### AIM OF THE TASK:
Should a line below contain the word "parsed", report it.

### PROVIDED DATA:
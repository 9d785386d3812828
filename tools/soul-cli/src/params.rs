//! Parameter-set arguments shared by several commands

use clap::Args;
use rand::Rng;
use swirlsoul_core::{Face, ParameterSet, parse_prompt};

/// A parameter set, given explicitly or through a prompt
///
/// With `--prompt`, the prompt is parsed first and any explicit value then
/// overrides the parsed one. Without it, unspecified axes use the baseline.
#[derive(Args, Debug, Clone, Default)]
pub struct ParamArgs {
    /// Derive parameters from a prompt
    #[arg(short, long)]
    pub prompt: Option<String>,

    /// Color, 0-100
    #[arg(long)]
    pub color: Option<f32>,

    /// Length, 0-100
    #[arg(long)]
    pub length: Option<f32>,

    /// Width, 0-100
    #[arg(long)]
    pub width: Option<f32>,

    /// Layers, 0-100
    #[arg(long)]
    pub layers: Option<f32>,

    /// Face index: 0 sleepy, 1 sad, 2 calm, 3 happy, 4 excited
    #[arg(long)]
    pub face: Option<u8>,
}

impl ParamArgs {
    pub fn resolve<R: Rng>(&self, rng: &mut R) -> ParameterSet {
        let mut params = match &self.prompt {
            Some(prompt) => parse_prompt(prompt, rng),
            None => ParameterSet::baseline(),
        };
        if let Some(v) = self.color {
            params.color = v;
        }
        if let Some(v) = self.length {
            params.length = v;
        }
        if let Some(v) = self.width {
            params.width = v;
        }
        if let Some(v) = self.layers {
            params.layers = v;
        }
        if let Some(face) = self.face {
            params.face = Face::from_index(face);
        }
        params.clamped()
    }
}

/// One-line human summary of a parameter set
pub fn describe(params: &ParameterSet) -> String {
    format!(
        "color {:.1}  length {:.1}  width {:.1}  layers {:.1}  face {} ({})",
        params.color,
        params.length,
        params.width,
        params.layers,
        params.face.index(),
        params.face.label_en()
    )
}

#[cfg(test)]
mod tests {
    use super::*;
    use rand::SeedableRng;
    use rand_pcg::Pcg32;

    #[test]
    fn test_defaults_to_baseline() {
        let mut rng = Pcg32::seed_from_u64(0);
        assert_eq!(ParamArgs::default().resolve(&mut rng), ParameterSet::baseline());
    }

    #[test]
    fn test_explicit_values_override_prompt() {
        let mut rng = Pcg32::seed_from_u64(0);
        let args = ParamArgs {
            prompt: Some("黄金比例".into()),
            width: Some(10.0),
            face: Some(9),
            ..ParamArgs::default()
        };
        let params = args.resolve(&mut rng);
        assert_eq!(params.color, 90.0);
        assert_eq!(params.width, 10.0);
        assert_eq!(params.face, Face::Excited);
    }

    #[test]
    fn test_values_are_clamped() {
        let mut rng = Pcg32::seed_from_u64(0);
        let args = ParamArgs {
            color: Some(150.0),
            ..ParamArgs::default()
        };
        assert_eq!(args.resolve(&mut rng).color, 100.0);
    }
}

### SOLUTION TO THE PROBLEM:
/// With `--prompt`, the prompt is parsed first and any explicit value then
/// overrides the parsed one. Without it, unspecified axes use the baseline.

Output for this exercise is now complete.